Aim of the exercise:
Present an exact copy of each line below.

Data entries
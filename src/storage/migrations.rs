//! Database migration helpers.
//!
//! Applies the routing schema idempotently, tracking applied parts in a
//! `_migrations` table so re-running at startup is safe.

use sqlx::PgPool;
use thiserror::Error;

use super::schema;

/// Errors that can occur during migration operations.
#[derive(Debug, Error)]
pub enum MigrationError {
    /// Database query failed.
    #[error("Database error: {0}")]
    Database(#[from] sqlx::Error),

    /// Migration script failed to execute.
    #[error("Migration failed: {0}")]
    MigrationFailed(String),
}

/// Migration runner for applying schema changes.
pub struct MigrationRunner {
    pool: PgPool,
}

impl MigrationRunner {
    /// Creates a new migration runner.
    pub fn new(pool: PgPool) -> Self {
        Self { pool }
    }

    /// Runs all pending migrations. Idempotent: already-applied parts are
    /// skipped and schema statements use IF NOT EXISTS.
    pub async fn run_migrations(&self) -> Result<(), MigrationError> {
        self.ensure_migrations_table().await?;

        for (idx, statement) in schema::all_schema_statements().iter().enumerate() {
            let migration_name = format!("routing_schema_v1_part_{idx}");
            if !self.is_migration_applied(&migration_name).await? {
                self.apply_migration(&migration_name, statement).await?;
                tracing::info!(migration = %migration_name, "applied migration");
            }
        }

        Ok(())
    }

    async fn ensure_migrations_table(&self) -> Result<(), MigrationError> {
        sqlx::query(
            r#"
            CREATE TABLE IF NOT EXISTS _migrations (
                id SERIAL PRIMARY KEY,
                name VARCHAR(255) NOT NULL UNIQUE,
                applied_at TIMESTAMPTZ NOT NULL DEFAULT NOW()
            )
            "#,
        )
        .execute(&self.pool)
        .await?;

        Ok(())
    }

    async fn is_migration_applied(&self, name: &str) -> Result<bool, MigrationError> {
        let result: Option<(i32,)> = sqlx::query_as("SELECT id FROM _migrations WHERE name = $1")
            .bind(name)
            .fetch_optional(&self.pool)
            .await?;

        Ok(result.is_some())
    }

    async fn apply_migration(&self, name: &str, sql: &str) -> Result<(), MigrationError> {
        let mut tx = self.pool.begin().await?;

        sqlx::query(sql)
            .execute(&mut *tx)
            .await
            .map_err(|e| MigrationError::MigrationFailed(format!("{name}: {e}")))?;

        sqlx::query("INSERT INTO _migrations (name) VALUES ($1)")
            .bind(name)
            .execute(&mut *tx)
            .await?;

        tx.commit().await?;
        Ok(())
    }
}
//! Conduit: an ML-powered LLM request router.
//!
//! For each incoming query, Conduit selects which of N model backends should
//! answer it, balancing quality, cost and latency — and learns from every
//! outcome. The core pieces:
//!
//! - Contextual bandit policies (Thompson sampling, UCB1, LinUCB, contextual
//!   Thompson sampling) in [`bandit`]
//! - A two-phase hybrid router with knowledge transfer in [`hybrid`]
//! - The routing pipeline (analysis, constraints, fallback chains) in
//!   [`analyzer`] and [`engine`]
//! - Execution with automatic failover in [`executor`]
//! - Durable state with optimistic concurrency in [`storage`]
//! - The one-call façade in [`router`]

pub mod analyzer;
pub mod bandit;
pub mod config;
pub mod engine;
pub mod error;
pub mod executor;
pub mod hybrid;
pub mod models;
pub mod registry;
pub mod router;
pub mod storage;

pub use config::{Algorithm, RouterConfig};
pub use error::{
    AnalysisError, CallError, ConduitError, ConfigError, DatabaseError, ExecutionError,
    RoutingError, StateStoreError, ValidationError,
};
pub use models::{
    Feedback, Query, QueryConstraints, QueryFeatures, Response, RouterPhase, RoutingDecision,
    RoutingResult,
};
pub use router::Router;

Answer space:
filename src/storage/migrations.rs
//! Database migration helpers.
//!
//! Applies the routing schema idempotently, tracking applied parts in a
//! `_migrations` table so re-running at startup is safe.

use sqlx::PgPool;
use thiserror::Error;

use super::schema;

/// Errors that can occur during migration operations.
#[derive(Debug, Error)]
pub enum MigrationError {
    /// Database query failed.
    #[error("Database error: {0}")]
    Database(#[from] sqlx::Error),

    /// Migration script failed to execute.
    #[error("Migration failed: {0}")]
    MigrationFailed(String),
}

/// Migration runner for applying schema changes.
pub struct MigrationRunner {
    pool: PgPool,
}

impl MigrationRunner {
    /// Creates a new migration runner.
    pub fn new(pool: PgPool) -> Self {
        Self { pool }
    }

    /// Runs all pending migrations. Idempotent: already-applied parts are
    /// skipped and schema statements use IF NOT EXISTS.
    pub async fn run_migrations(&self) -> Result<(), MigrationError> {
        self.ensure_migrations_table().await?;

        for (idx, statement) in schema::all_schema_statements().iter().enumerate() {
            let migration_name = format!("routing_schema_v1_part_{idx}");
            if !self.is_migration_applied(&migration_name).await? {
                self.apply_migration(&migration_name, statement).await?;
                tracing::info!(migration = %migration_name, "applied migration");
            }
        }

        Ok(())
    }

    async fn ensure_migrations_table(&self) -> Result<(), MigrationError> {
        sqlx::query(
            r#"
            CREATE TABLE IF NOT EXISTS _migrations (
                id SERIAL PRIMARY KEY,
                name VARCHAR(255) NOT NULL UNIQUE,
                applied_at TIMESTAMPTZ NOT NULL DEFAULT NOW()
            )
            "#,
        )
        .execute(&self.pool)
        .await?;

        Ok(())
    }

    async fn is_migration_applied(&self, name: &str) -> Result<bool, MigrationError> {
        let result: Option<(i32,)> = sqlx::query_as("SELECT id FROM _migrations WHERE name = $1")
            .bind(name)
            .fetch_optional(&self.pool)
            .await?;

        Ok(result.is_some())
    }

    async fn apply_migration(&self, name: &str, sql: &str) -> Result<(), MigrationError> {
        let mut tx = self.pool.begin().await?;

        sqlx::query(sql)
            .execute(&mut *tx)
            .await
            .map_err(|e| MigrationError::MigrationFailed(format!("{name}: {e}")))?;

        sqlx::query("INSERT INTO _migrations (name) VALUES ($1)")
            .bind(name)
            .execute(&mut *tx)
            .await?;

        tx.commit().await?;
        Ok(())
    }
}
//! Conduit: an ML-powered LLM request router.
//!
//! For each incoming query, Conduit selects which of N model backends should
//! answer it, balancing quality, cost and latency — and learns from every
//! outcome. The core pieces:
//!
//! - Contextual bandit policies (Thompson sampling, UCB1, LinUCB, contextual
//!   Thompson sampling) in [`bandit`]
//! - A two-phase hybrid router with knowledge transfer in [`hybrid`]
//! - The routing pipeline (analysis, constraints, fallback chains) in
//!   [`analyzer`] and [`engine`]
//! - Execution with automatic failover in [`executor`]
//! - Durable state with optimistic concurrency in [`storage`]
//! - The one-call façade in [`router`]

pub mod analyzer;
pub mod bandit;
pub mod config;
pub mod engine;
pub mod error;
pub mod executor;
pub mod hybrid;
pub mod models;
pub mod registry;
pub mod router;
pub mod storage;

pub use config::{Algorithm, RouterConfig};
pub use error::{
    AnalysisError, CallError, ConduitError, ConfigError, DatabaseError, ExecutionError,
    RoutingError, StateStoreError, ValidationError,
};
pub use models::{
    Feedback, Query, QueryConstraints, QueryFeatures, Response, RouterPhase, RoutingDecision,
    RoutingResult,
};
pub use router::Router;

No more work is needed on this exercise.